FIFA had previously required a larger workforce situated in the United States when it decided to manage the organization of World Cups internally, rather than depending on host nations to staff and oversee local organizing committees.
In a statement regarding Tuesday’s email, FIFA explained, “This aligns with the global perspective of an organization that comprises 211 member associations,” emphasizing that its headquarters remain in Zurich.
The expanded 48-team men’s World Cup in 2026 will primarily take place in the United States, with additional matches being held in Canada and Mexico. FIFA President Gianni Infantino, while overseeing preparations for the 2022 World Cup in Qatar last year, expressed his anticipation of spending more time in the United States in the future.
Furthermore, the United States will host the expanded 32-team Club World Cup tournament in June-July 2025, featuring prominent teams such as Real Madrid, Manchester City, Chelsea, Flamengo, and Palmeiras, who have already qualified as recent European and Brazilian champions.
The email sent to staff stated, “Being in closer physical proximity to our colleagues at FIFA26 and FIFA Club World Cup 2025 in Miami and the U.S. will enhance our collaboration.”

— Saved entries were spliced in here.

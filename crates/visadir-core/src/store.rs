use std::path::Path;

use crate::agencies::{load_agencies, Agency};
use crate::ConfigError;

/// Read-only, ordered source of agency records.
///
/// The catalog only ever borrows through this trait, so a different backing
/// store can replace the YAML fixture without touching the filter logic.
pub trait AgencySource {
    fn agencies(&self) -> &[Agency];
}

impl AgencySource for [Agency] {
    fn agencies(&self) -> &[Agency] {
        self
    }
}

impl AgencySource for Vec<Agency> {
    fn agencies(&self) -> &[Agency] {
        self
    }
}

impl<S: AgencySource + ?Sized> AgencySource for std::sync::Arc<S> {
    fn agencies(&self) -> &[Agency] {
        (**self).agencies()
    }
}

/// The process-wide agency record store. Immutable after construction.
#[derive(Debug, Clone, Default)]
pub struct AgencyStore {
    agencies: Vec<Agency>,
}

impl AgencyStore {
    #[must_use]
    pub fn new(agencies: Vec<Agency>) -> Self {
        Self { agencies }
    }

    /// Build the store from the YAML fixture at `path`.
    ///
    /// # Errors
    ///
    /// Returns `ConfigError` if the fixture cannot be read, parsed, or validated.
    pub fn from_path(path: &Path) -> Result<Self, ConfigError> {
        let file = load_agencies(path)?;
        tracing::info!(
            path = %path.display(),
            agencies = file.agencies.len(),
            "agency store ready"
        );
        Ok(Self::new(file.agencies))
    }

    #[must_use]
    pub fn len(&self) -> usize {
        self.agencies.len()
    }

    #[must_use]
    pub fn is_empty(&self) -> bool {
        self.agencies.is_empty()
    }
}

impl AgencySource for AgencyStore {
    fn agencies(&self) -> &[Agency] {
        &self.agencies
    }
}
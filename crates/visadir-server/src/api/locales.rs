use axum::{
    extract::{Query, State},
    Extension, Json,
};
use serde::{Deserialize, Serialize};
use visadir_core::locale::{resolve_locale_prefix, switch_locale_path, LocalePrefix};
use visadir_core::{Locale, LANGUAGES};

use crate::middleware::RequestId;

use super::{ApiResponse, AppState};

#[derive(Debug, Deserialize)]
pub(super) struct LocalesQuery {
    pub path: Option<String>,
}

#[derive(Debug, Serialize)]
pub(super) struct LanguageLink {
    pub code: Locale,
    pub name: &'static str,
    pub flag: &'static str,
    pub href: String,
    pub active: bool,
}

#[derive(Debug, Serialize)]
pub(super) struct LocalesData {
    pub current: Locale,
    /// Set when `path` lacked a supported locale prefix.
    pub redirect: Option<String>,
    pub languages: Vec<LanguageLink>,
}

/// Language switcher entries for the page at `path`.
pub(super) async fn list_locales(
    State(state): State<AppState>,
    Extension(req_id): Extension<RequestId>,
    Query(query): Query<LocalesQuery>,
) -> Json<ApiResponse<LocalesData>> {
    let raw = query.path.unwrap_or_else(|| "/".to_string());
    let (current, path, redirect) = match resolve_locale_prefix(&raw, state.default_locale) {
        LocalePrefix::Matched { locale, .. } => (locale, raw, None),
        LocalePrefix::Redirect(to) => (state.default_locale, to.clone(), Some(to)),
    };

    let languages = LANGUAGES
        .iter()
        .map(|lang| LanguageLink {
            code: lang.code,
            name: lang.name,
            flag: lang.flag,
            href: switch_locale_path(&path, current, lang.code),
            active: lang.code == current,
        })
        .collect();

    Json(ApiResponse::new(
        LocalesData {
            current,
            redirect,
            languages,
        },
        req_id.0,
    ))
}
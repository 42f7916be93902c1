use thiserror::Error;

#[derive(Debug, Error)]
pub enum ConfigError {
    #[error("invalid value for {var}: {reason}")]
    InvalidEnvVar { var: String, reason: String },

    #[error("failed to read agencies file {path}: {source}")]
    AgenciesFileIo {
        path: String,
        #[source]
        source: std::io::Error,
    },

    #[error("failed to parse agencies file: {0}")]
    AgenciesFileParse(#[from] serde_yaml::Error),

    #[error("agencies validation failed: {0}")]
    Validation(String),
}

#[derive(Debug, Error, PartialEq, Eq)]
pub enum CoreError {
    #[error("unsupported locale: {0}")]
    UnknownLocale(String),

    #[error("unknown sort option: {0}")]
    UnknownSortOption(String),

    #[error("message bundle for {locale} is invalid: {reason}")]
    InvalidBundle { locale: String, reason: String },
}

Despite Switzerland’s status as a prominent hub for global sports law, where hundreds of FIFA cases, including contract disputes and certain disciplinary and ethics cases, are heard each year at the Court of Arbitration for Sport in Lausanne, FIFA’s decision to relocate its legal department may appear unexpected.
FIFA emphasized that their move is in line with their vision of “making football truly global” and strengthening their ties with member associations. In 2021, FIFA had already established a base in Paris to serve as a liaison with member federations in Europe and Africa, and they are currently preparing a regional office in Singapore.